House panel unlikely to obey Jindal’s anti-tax dogma

The House Appropriations Committee is preparing to make changes to Gov. Bobby Jindal’s executive budget proposal, and Julie O’Donoghue of Nola.com reports that the committee’s version of the $25 billion spending plan is unlikely to adhere to the governor’s edict that it not include a net increase in state revenue.

 

Appropriations Committee Chairman Jim Fannin is looking for nearly $800 million more dollars in extra revenue to help stave off budget cuts to higher education and health care services. The extra cash will surface through a series of new taxes and tax credit scheduled to be taken up by the Louisiana House Thursday (May 7), but it’s not clear which specific measures will be used yet. The House Ways and Means Committee, has moved a number of pieces of tax legislation — a cigarette tax increase, film tax credit rollback, gas tax hike and others — but no agreement has been reached about which instruments will be used to raise revenue at this point. Still, one thing is clear. Whatever budget emerges will probably not abide by the “no tax” pledge Jindal signed with Americans for Tax Reform, an anti-tax advocacy group based in the Washington D.C. area. The initial state budget will likely rely on tax increases and tax credit rollbacks Americans for Tax Reform would not approve — unless a corresponding state spending cut is found elsewhere.

 

Budget mess jeopardizes state projects

With the state quickly running out of money and no solution to Louisiana’s fiscal issues on the horizon, the Treasury Department will try to raise $335 million in the New York financial markets to pay for state construction projects. Mark Ballard of The Advocate reports:

 

Some of the state’s construction projects will run out of money this month, others can make it for a few months, but all the funds will be gone by September, according to the Treasury Department. “We’ve got to go raise the money. We don’t really have a choice,” State Treasurer John N. Kennedy said in an interview Tuesday. “They’re burning through capital outlay money like it was West Virginia ditch water.” Generally, governments raise money for construction projects — capital outlay in government-speak — by selling bonds. The proceeds are spent then repaid over time with interest using taxpayer dollars. Large financial houses bid on the bonds for investments and resale.

 

The State Bond Commission usually picks the bidder offering the lowest interest rate. Bidding for this sale begins at 10 a.m. Wednesday.

 

Tick, tock on budget time bombs

No matter how the Legislature resolves this year’s $1.6 billion budget shortfall, there will be plenty of fiscal problems awaiting the next governor and the lawmakers who survive their re-election campaigns this fall. As The Advocate’s editorial board reminds us, the state is still doing battle with federal health authorities over $260 million in one-time dollars that was generated through the privatization of the state’s charity hospital system in 2012.

 

Among the financial problems of Jindal’s rushed-through privatization of charity hospitals, the U.S. Centers for Medicare and Medicaid Services, called CMS, has rejected reimbursement of advance lease payments from the private providers. The state used $260.8 million in advance lease payments to prop up the deals involving public hospitals, including those in New Orleans, Lafayette and Houma. DHH had asked CMS to reconsider its disallowance of $189.9 million in federal financial participation for the hospital deals using the lease payments as the state share. The disallowance covered Jan. 1, 2013, to May 23, 2014. “After careful consideration, CMS cannot accept the arguments advanced by the State in its request for reconsideration,” CMS acting director Vikki Wachino wrote.

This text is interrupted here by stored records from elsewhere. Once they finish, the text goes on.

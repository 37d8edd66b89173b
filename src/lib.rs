//! # scrapeq
//!
//! Background scraping jobs with cluster-wide admission control.
//!
//! Uploads become a work (job group) with tasks, task ids travel through an
//! at-least-once queue, and workers only run a job body while holding a
//! token from a shared counting semaphore sized from available memory.
//! Backends are pluggable: Postgres (tables, token counter row, pgmq) in
//! production, in-memory for tests.

pub mod config;
pub mod db;
pub mod engine;
pub mod error;
pub mod model;
pub mod queue;
pub mod service;
pub mod store;
pub mod telemetry;
pub mod tokens;
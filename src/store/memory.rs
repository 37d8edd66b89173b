//! In-memory job store for tests.

use std::collections::HashMap;
use std::sync::atomic::{AtomicBool, Ordering};

use async_trait::async_trait;
use chrono::Utc;
use parking_lot::Mutex;

use super::JobStore;
use crate::error::{Error, Result};
use crate::model::{NewTask, NewWork, Task, TaskId, TaskTransition, Work, WorkId, WorkStatus};

#[derive(Default)]
struct Tables {
    works: HashMap<WorkId, Work>,
    tasks: HashMap<TaskId, Task>,
    /// Task ids per work, in creation order.
    owned: HashMap<WorkId, Vec<TaskId>>,
    /// Work ids in creation order.
    order: Vec<WorkId>,
}

impl Tables {
    fn tasks_of(&self, work_id: WorkId) -> Vec<Task> {
        self.owned
            .get(&work_id)
            .map(|ids| ids.iter().filter_map(|id| self.tasks.get(id).cloned()).collect())
            .unwrap_or_default()
    }

    fn rederive(&mut self, work_id: WorkId) {
        let tasks = self.tasks_of(work_id);
        if let Some(work) = self.works.get_mut(&work_id) {
            work.apply_derived(&tasks, Utc::now());
        }
    }
}

/// Works and tasks held in one mutex, so each call is its own transaction.
///
/// `set_available(false)` makes every call fail with `StoreUnavailable`.
#[derive(Default)]
pub struct InMemoryJobStore {
    tables: Mutex<Tables>,
    unavailable: AtomicBool,
}

impl InMemoryJobStore {
    pub fn new() -> Self {
        Self::default()
    }

    pub fn set_available(&self, available: bool) {
        self.unavailable.store(!available, Ordering::SeqCst);
    }

    pub fn work_count(&self) -> usize {
        self.tables.lock().works.len()
    }

    pub fn task_count(&self) -> usize {
        self.tables.lock().tasks.len()
    }

    fn check(&self) -> Result<()> {
        if self.unavailable.load(Ordering::SeqCst) {
            Err(Error::StoreUnavailable("job store offline".to_string()))
        } else {
            Ok(())
        }
    }
}

#[async_trait]
impl JobStore for InMemoryJobStore {
    async fn create_submission(
        &self,
        work: NewWork,
        tasks: Vec<NewTask>,
    ) -> Result<(Work, Vec<Task>)> {
        self.check()?;
        if tasks.is_empty() {
            return Err(Error::Validation("a work needs at least one task".to_string()));
        }
        let now = Utc::now();
        let mut work = work.into_work(now);
        work.check_capacity(0, tasks.len())?;

        let tasks: Vec<Task> = tasks
            .into_iter()
            .map(|t| t.into_task(work.id, now))
            .collect();
        work.apply_derived(&tasks, now);

        let mut tables = self.tables.lock();
        if tables.works.contains_key(&work.id) {
            return Err(Error::Other(format!("work {} already exists", work.id)));
        }
        tables.order.push(work.id);
        tables
            .owned
            .insert(work.id, tasks.iter().map(|t| t.id).collect());
        for task in &tasks {
            tables.tasks.insert(task.id, task.clone());
        }
        tables.works.insert(work.id, work.clone());
        Ok((work, tasks))
    }

    async fn attach_task(&self, work_id: WorkId, task: NewTask) -> Result<Task> {
        self.check()?;
        let mut tables = self.tables.lock();
        let work = tables
            .works
            .get(&work_id)
            .ok_or_else(|| Error::NotFound(format!("work {work_id}")))?;
        let current = tables.owned.get(&work_id).map_or(0, Vec::len);
        work.check_capacity(current, 1)?;

        let task = task.into_task(work_id, Utc::now());
        tables.tasks.insert(task.id, task.clone());
        tables.owned.entry(work_id).or_default().push(task.id);
        tables.rederive(work_id);
        Ok(task)
    }

    async fn get_work(&self, id: WorkId) -> Result<Option<Work>> {
        self.check()?;
        Ok(self.tables.lock().works.get(&id).cloned())
    }

    async fn get_task(&self, id: TaskId) -> Result<Option<Task>> {
        self.check()?;
        Ok(self.tables.lock().tasks.get(&id).cloned())
    }

    async fn list_tasks(&self, work_id: WorkId) -> Result<Vec<Task>> {
        self.check()?;
        Ok(self.tables.lock().tasks_of(work_id))
    }

    async fn list_works(&self, limit: i64) -> Result<Vec<Work>> {
        self.check()?;
        let tables = self.tables.lock();
        Ok(tables
            .order
            .iter()
            .rev()
            .take(limit.max(0) as usize)
            .filter_map(|id| tables.works.get(id).cloned())
            .collect())
    }

    async fn transition_task(&self, id: TaskId, transition: TaskTransition) -> Result<Task> {
        self.check()?;
        let mut tables = self.tables.lock();
        let task = tables
            .tasks
            .get_mut(&id)
            .ok_or_else(|| Error::NotFound(format!("task {id}")))?;
        task.apply(&transition, Utc::now())?;
        let task = task.clone();
        tables.rederive(task.work_id);
        Ok(task)
    }

    async fn cancel_work(&self, id: WorkId) -> Result<Work> {
        self.check()?;
        let mut tables = self.tables.lock();
        let work = tables
            .works
            .get_mut(&id)
            .ok_or_else(|| Error::NotFound(format!("work {id}")))?;
        work.status = WorkStatus::Cancelled;
        work.updated_at = Utc::now();
        Ok(work.clone())
    }

    async fn delete_work(&self, id: WorkId) -> Result<()> {
        self.check()?;
        let mut tables = self.tables.lock();
        if tables.works.remove(&id).is_none() {
            return Err(Error::NotFound(format!("work {id}")));
        }
        tables.order.retain(|w| *w != id);
        for task_id in tables.owned.remove(&id).unwrap_or_default() {
            tables.tasks.remove(&task_id);
        }
        Ok(())
    }
}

The state is appealing the ruling, meaning that any money the state will ultimately owe the feds will have to be found by the next administration.

 

Correction: Yesterday’s Daily Dime incorrectly reported that a bill to scale back the inventory tax credit failed in committee, only to be passed after it was watered down. In fact, the initial bill that failed was the amended version, which later passed after it was brought up for another vote.

 

Number of the Day

$7 Billion – Projected revenue that would be generated over 10 years with a 1 cent increase in sales tax (Source: The Advocate)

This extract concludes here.